Stimulus-responsive material architectures can empower medical therapies by bio-imaging for diagnosis, destruction of cells for cancer therapy and controlling release of drug in response to selective biological recognition events. In this thesis, we have discussed three components

one is pH and light responsive polymer integrated fluorophore with graphene oxide (in chapter 2-3), the next one is biocompatible delivery (in chapter 4) and the last one is carbonized fluorescence nanoparticles (in chapter 5-6). In chapter 2, we report a stimuli responsive fluorescence nano-material based on graphene oxide with photochromic dye spiropyran (SP) and hydrophobic dye BODIPY conjugated polymer, for triggered target multi-color bioimaging application. Then, we have synthesized a pH-dependent, NIR-sensitive, reduced graphene oxide (rGO) hybrid nano-composite via electrostatic interaction with indocyanine green (ICG) which is designed not only to destroy localized cancer cells but also be minimally invasive to surrounding normal cells (chapter 3).

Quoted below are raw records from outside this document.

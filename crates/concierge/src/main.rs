use anyhow::Result;
use clap::{Args, Parser, Subcommand};
use std::path::PathBuf;
use tracing_subscriber::{filter::EnvFilter, fmt, prelude::*};

use concierge::cli::commands;
use concierge::config::{Config, EncoderBackend};

#[derive(Parser)]
#[command(name = "concierge")]
#[command(
  about = "Concierge - Booking Analytics\nSemantic booking lookup and precomputed statistics over a hotel reservation dataset"
)]
#[command(version = env!("CARGO_PKG_VERSION"))]
struct Cli {
  #[command(flatten)]
  global: GlobalOptions,

  #[command(subcommand)]
  command: Command,
}

#[derive(Args)]
struct GlobalOptions {
  /// Encoder backend, overriding the configuration file
  #[arg(long, global = true, env = "CONCIERGE_ENCODER", value_enum)]
  encoder: Option<EncoderBackend>,

  /// Enable verbose logging
  #[arg(short, long, global = true)]
  verbose: bool,
}

/// Dataset override shared by the build commands
#[derive(Args)]
struct DatasetArg {
  /// Booking CSV to build from (defaults to the configured dataset)
  #[arg(long)]
  dataset: Option<PathBuf>,
}

#[derive(Subcommand)]
enum Command {
  /// Encode the dataset and write the aligned snapshot and vector index
  BuildIndex {
    #[command(flatten)]
    dataset: DatasetArg,
  },
  /// Precompute the analytics cache
  BuildAnalytics {
    #[command(flatten)]
    dataset: DatasetArg,
  },
  /// Build both the index and the analytics cache
  Build {
    #[command(flatten)]
    dataset: DatasetArg,
  },
  /// Find the booking closest to a question
  Ask {
    /// Question text (space-separated words are joined)
    #[arg(required = true)]
    question: Vec<String>,
  },
  /// Show one precomputed analytics view
  Analytics {
    /// revenue_trends, cancellation_rate, top_countries or lead_time_distribution
    analysis_type: String,
  },
  /// Show recently answered questions
  History {
    /// Maximum number of entries to show
    #[arg(short, long)]
    limit: Option<usize>,
    /// Print as a JSON array
    #[arg(long)]
    json: bool,
  },
  /// Print the effective configuration
  Config,
}

fn load_config(global: &GlobalOptions, dataset: Option<PathBuf>) -> Result<Config> {
  let mut config = Config::load()?;
  if let Some(backend) = global.encoder {
    config.encoder.backend = backend;
  }
  if let Some(dataset) = dataset {
    config.dataset = dataset;
  }
  Ok(config)
}

async fn handle(global: GlobalOptions, command: Command) -> Result<()> {
  match command {
    Command::BuildIndex { dataset } => {
      commands::build_index(&load_config(&global, dataset.dataset)?).await
    }
    Command::BuildAnalytics { dataset } => {
      commands::build_analytics(&load_config(&global, dataset.dataset)?)
    }
    Command::Build { dataset } => commands::build_all(&load_config(&global, dataset.dataset)?).await,
    Command::Ask { question } => {
      commands::ask(&load_config(&global, None)?, &question.join(" ")).await
    }
    Command::Analytics { analysis_type } => {
      commands::analytics(&load_config(&global, None)?, &analysis_type)
    }
    Command::History { limit, json } => {
      commands::history(&load_config(&global, None)?, limit, json).await
    }
    Command::Config => commands::show_config(&load_config(&global, None)?),
  }
}

#[tokio::main]
async fn main() -> Result<()> {
  let cli = Cli::parse();

  let filter = if cli.global.verbose {
    EnvFilter::new("concierge=debug,ort=warn,info")
  } else {
    EnvFilter::new("concierge=warn,ort=error,warn")
  };
  tracing_subscriber::registry().with(fmt::layer().with_writer(std::io::stderr)).with(filter).init();

  handle(cli.global, cli.command).await
}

We also report on dopamine-conjugated hyaluronic acid (HA-D), a mussel-inspired facile capping material that can modify tungsten oxide $(WO_3)$ nanoparticles to be both biocompatible and targetable, allowing precise delivery $(WO_3-HA)$ to a tumor site for photothermal therapy (chapter 4). In chapter 5, we describes the in situ synthesis of single fluorescence carbon nanoparticles (FCNs) for target bioimaging applications derived from biocompatible hyaluronic acid (HA) without using common conjugation processes. The converted nanocrystal carbon particles from HA provide outstanding features for in vitro and in vivo new targeted delivery and diagnostic tools. In last chapter, we report the development of cooperative drug delivery systems that can detect and target the disease site, with an environment sensitive (pH), and external photothermally remote controlled, cooperative image-guided drug delivery matrix. Cooperative guided bioimaging that employs both internal pH responsive and external NIR controlled drug carriers is a promising method for chemotherapeutic release that can be adjusted according to physiological needs.